Harry percibió que el anciano guardaba algo más que desechables. Al posar la mano y no retirarla le hizo pensar que el hombre protegía algo más valioso y que estaba dispuesto a defender con su propia vida.
—No quisiera incomodarlo, pero me asalta la duda de saber si en ese bolso lleva más que joyas —replicó el muchacho.
—La curiosidad es atrevida y en muchos casos nos mete en problemas, pero realmente son objetos personales que solamente me interesan a mí —respondió el anciano.
—¡Claro, no es para que se ofenda!, pero cuando cruzó la calle se notaba que el peso del bolso casi lo tumbaba —dijo Harry.
El ruido de los carros y el bullicio de la gente interrumpían la conversación entre el joven y el anciano, que se sobaba la barba como una forma de decirle a Harry que lo estaba importunando, sin embargo, el viejo se reacomodó en la banca para erguir su cuerpo y tener una mejor posición. Abrió los ojos para ver la figura del muchacho que vestía ropa sport, barba tupida de color negro, portaba en su cabeza una cachucha de beisbolista del mismo color y gafas oscuras para proteger los ojos de los rayos ultravioletas del sol.
—Te daré la satisfacción de saciar tu curiosidad, mostrándote lo que llevo en el bolso —le dijo el anciano jocosamente—. Antes de conocer el secreto tienes que prometerme que lo guardarás sin revelárselo a nadie.
Harry asintió para afirmarle al anciano que cumpliría su palabra.
Al ponerse de acuerdo, el sabio anciano liberó la correa del bolso que lo aseguraba para levantar la solapa y dejar al descubierto tres voluminosos libros antiguos, los cuales se conservaban en excelentes condiciones, aunque mostraban un color amarillento y mohoso.
—Deben pesar una tonelada esos viejos libros —dijo Harry luego de ver los textos si conocer su contenido.
—No solamente son antiguos sino que también tienen gran sabiduría, la cual libera a cualquier mortal de ataduras —exclamó el hombre al hablar del tema que más le apasionaba: la filosofía.
—Señor, ¿de qué hablan esos libros? —preguntó Harry, pero antes de responder mi pregunta, quiero saber cómo se llama usted.
El anciano volvió a sobarse las barbas para presentarse ante el joven muchacho que empezó a caerle en gracia por su interés en la conversación que ya se estaba alargando.

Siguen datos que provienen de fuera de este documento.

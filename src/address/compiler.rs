//! Assembly of component patterns into composite grammars.
//!
//! A [`CompositeGrammar`] is one anchored regex whose top-level alternation
//! lists the whole-address forms in precedence order: special forms first,
//! the general number + street form last. The regex engine reports the first
//! alternative that matches, so order decides between forms that could both
//! match the same input.

use std::fmt;
use std::ops::Range;
use std::sync::LazyLock;

use anyhow::{Context, Result, anyhow};
use log::debug;
use regex::{Captures, Regex, RegexBuilder};

use super::patterns::{ComponentLibrary, ComponentPattern};
use crate::models::AddressField;

/// Default cap on the compiled size of one grammar.
pub const DEFAULT_SIZE_LIMIT: usize = 64 * 1024 * 1024;

const GROUP_SEPARATOR: &str = "__";

static NAMED_GROUP: LazyLock<Regex> = LazyLock::new(|| {
    Regex::new(r"\(\?P<([A-Za-z_][A-Za-z0-9_]*)>").expect("valid named-group pattern")
});

/// Which shape of input a grammar accepts.
#[derive(Debug, Clone, Copy, PartialEq, Eq, Hash)]
pub enum GrammarMode {
    /// A complete address. The whole input must be consumed.
    Full,
    /// The street line only. Anything after a comma is ignored.
    Line,
}

impl fmt::Display for GrammarMode {
    fn fmt(&self, f: &mut fmt::Formatter<'_>) -> fmt::Result {
        match self {
            Self::Full => write!(f, "full"),
            Self::Line => write!(f, "line"),
        }
    }
}

/// A compiled, validated grammar.
///
/// Only [`CompositeGrammar::build`] and [`GrammarCompiler`] create one, and
/// both refuse grammars that do not compile or capture no address field.
#[derive(Debug, Clone)]
pub struct CompositeGrammar {
    mode: GrammarMode,
    variant: String,
    alternatives: Vec<ComponentPattern>,
    /// Capture-group numbers (the `N` of `field__N`) owned by each
    /// alternative, parallel to `alternatives`.
    group_ranges: Vec<Range<usize>>,
    source: String,
    regex: Regex,
}

impl CompositeGrammar {
    /// Order `alternatives` by precedence, wrap them for `mode` and compile.
    pub fn build(
        mode: GrammarMode,
        variant: impl Into<String>,
        mut alternatives: Vec<ComponentPattern>,
        size_limit: usize,
    ) -> Result<Self> {
        let variant = variant.into();
        if alternatives.is_empty() {
            return Err(anyhow!("Grammar '{variant}/{mode}' has no alternatives"));
        }
        alternatives.sort_by_key(|alternative| alternative.precedence);

        let mut counter = 0;
        let mut group_ranges = Vec::with_capacity(alternatives.len());
        let mut bodies = Vec::with_capacity(alternatives.len());
        for alternative in &alternatives {
            let start = counter;
            bodies.push(format!(
                "(?:{})",
                uniquify_group_names(&alternative.pattern, &mut counter)
            ));
            group_ranges.push(start..counter);
        }

        let choice = bodies.join("|");
        let source = match mode {
            GrammarMode::Full => format!("^(?:{choice})$"),
            GrammarMode::Line => format!("^(?:{choice})[^\\w,]*(?:,.*)?$"),
        };

        let regex = RegexBuilder::new(&source)
            .case_insensitive(true)
            .size_limit(size_limit)
            .build()
            .with_context(|| format!("Failed to compile grammar '{variant}/{mode}'"))?;

        let grammar = Self {
            mode,
            variant,
            alternatives,
            group_ranges,
            source,
            regex,
        };
        grammar.validate()?;

        debug!(
            "Compiled grammar '{}/{}': {} alternatives, {} capture groups, {} bytes of source",
            grammar.variant,
            grammar.mode,
            grammar.alternatives.len(),
            grammar.regex.captures_len() - 1,
            grammar.source.len()
        );
        Ok(grammar)
    }

    fn validate(&self) -> Result<()> {
        let captures_field = self
            .regex
            .capture_names()
            .flatten()
            .any(|name| field_for_group(name).is_some());
        if !captures_field {
            return Err(anyhow!(
                "Grammar '{}/{}' captures no address field",
                self.variant,
                self.mode
            ));
        }
        Ok(())
    }

    pub fn mode(&self) -> GrammarMode {
        self.mode
    }

    pub fn variant(&self) -> &str {
        &self.variant
    }

    /// Alternatives in the order they are tried.
    pub fn alternatives(&self) -> &[ComponentPattern] {
        &self.alternatives
    }

    /// The regex source after group renaming.
    pub fn source(&self) -> &str {
        &self.source
    }

    pub(crate) fn regex(&self) -> &Regex {
        &self.regex
    }

    /// The alternative a uniquified capture group belongs to.
    pub(crate) fn alternative_for_group(&self, group: &str) -> Option<&ComponentPattern> {
        let (_, index) = group.rsplit_once(GROUP_SEPARATOR)?;
        let index: usize = index.parse().ok()?;
        self.group_ranges
            .iter()
            .position(|range| range.contains(&index))
            .map(|position| &self.alternatives[position])
    }
}

/// Rename every `(?P<name>` in `pattern` to `(?P<name__N>`, numbering from
/// `counter`. Logical names may repeat across alternatives; the engine
/// requires unique ones.
pub fn uniquify_group_names(pattern: &str, counter: &mut usize) -> String {
    NAMED_GROUP
        .replace_all(pattern, |caps: &Captures<'_>| {
            let renamed = format!("(?P<{}{}{}>", &caps[1], GROUP_SEPARATOR, *counter);
            *counter += 1;
            renamed
        })
        .into_owned()
}

/// Map a (possibly uniquified) group name to its address field. Bookkeeping
/// groups map to `None`.
pub fn field_for_group(group: &str) -> Option<AddressField> {
    let logical = group
        .split_once(GROUP_SEPARATOR)
        .map_or(group, |(logical, _)| logical);
    logical.parse().ok()
}

/// Builds the composite grammars of one country variant.
#[derive(Debug, Clone)]
pub struct GrammarCompiler {
    library: ComponentLibrary,
    size_limit: usize,
}

impl GrammarCompiler {
    pub fn new(library: ComponentLibrary, size_limit: usize) -> Self {
        Self {
            library,
            size_limit,
        }
    }

    pub fn library(&self) -> &ComponentLibrary {
        &self.library
    }

    /// The whole-input forms of `mode`, in precedence order.
    pub fn alternatives(&self, mode: GrammarMode) -> Vec<ComponentPattern> {
        let library = &self.library;
        let lead = r"[^\w#]*";
        let number = library.number.pattern();
        let street = library.street.pattern();
        let secondary = library.secondary.pattern();
        let place = library.place.pattern();
        let general_line = format!(r"{lead}{number}\W*{street}(?:\W+{secondary})?");

        let mut alternatives = Vec::with_capacity(3);
        match mode {
            GrammarMode::Full => {
                if let Some(armed_forces) = &library.armed_forces {
                    alternatives.push(ComponentPattern::new(
                        "armed_forces",
                        format!(r"{lead}{}\W*", armed_forces.pattern()),
                        0,
                    ));
                }
                if let Some(postal_box) = &library.postal_box {
                    alternatives.push(ComponentPattern::new(
                        "postal_box",
                        format!(r"{lead}{}(?:\W+{place})?\W*", postal_box.pattern()),
                        1,
                    ));
                }
                alternatives.push(ComponentPattern::new(
                    "general",
                    format!(r"{general_line}(?:\W+{place})?\W*"),
                    2,
                ));
            }
            GrammarMode::Line => {
                if let Some(postal_box) = &library.postal_box {
                    alternatives.push(ComponentPattern::new(
                        "postal_box",
                        format!("{lead}{}", postal_box.pattern()),
                        1,
                    ));
                }
                alternatives.push(ComponentPattern::new("general", general_line, 2));
            }
        }
        alternatives
    }

    pub fn compile(&self, mode: GrammarMode) -> Result<CompositeGrammar> {
        CompositeGrammar::build(
            mode,
            self.library.variant.clone(),
            self.alternatives(mode),
            self.size_limit,
        )
    }
}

Al momento de revelar su nombre una maría mulata macho, semejante a un cuervo, que posaba en la rama de un árbol de almendro defecó y salpicó la camisa de ‘Harry Desastre’, que de golpe se levantó para maldecirlo por la gracia que acababa de hacer. Sin perder tiempo extrajo del maletín, donde guardaba los perfumes y colonias, una toallita de color verde oliva para pasársela por la parte donde el pajarraco la había ensuciado. Por mucho que limpió la prenda, esta quedó manchada de un verde aceitoso.
—Si no logramos controlar nuestros impulsos de nada servirá la enseñanza de la ciencia, que trata la esencia, propiedades, causas y efectos de las cosas naturales —dijo el anciano al ver descontrolado a Harry, por el accidente que acababa de sufrir.
Una vez superado el impase con el ave, se presentó como ‘El filósofo de los que no piensan’.
—Confórmate con llamarme así, es la única forma de identificarme —aclaró y empezó a sacar del bolso las primeras ediciones de tres maravillosos libros de filosofía.
Cuando los tuvo en sus manos se los enseño a Harry.
—El primer libro es Los diálogos de Platón, escrito por el mismo Platón, discípulo de Sócrates; el segundo es La metafísica de Aristóteles, por Aristóteles, discípulo de Platón,y el tercero es Así habló Zaratustra, de Friedrich Nietzsche.
Una vez ‘El filósofo de los que no piensan’ terminó su explicación, Harry pudo comprender el apelativo con el que se identifica el sabio hombre, el cual se deleitaba al hablar del tema que más le apasionaba: el filosofar, que según él es el único camino para que el pensamiento se desarrolle.
Harry se despidió del anciano convencido que este no sufría de enfermedad alguna y que tampoco estaba cansado como se había imaginado, sino un hombre enamorado de la ciencia universal: la filosofía. Suficiente para mantenerse con vida.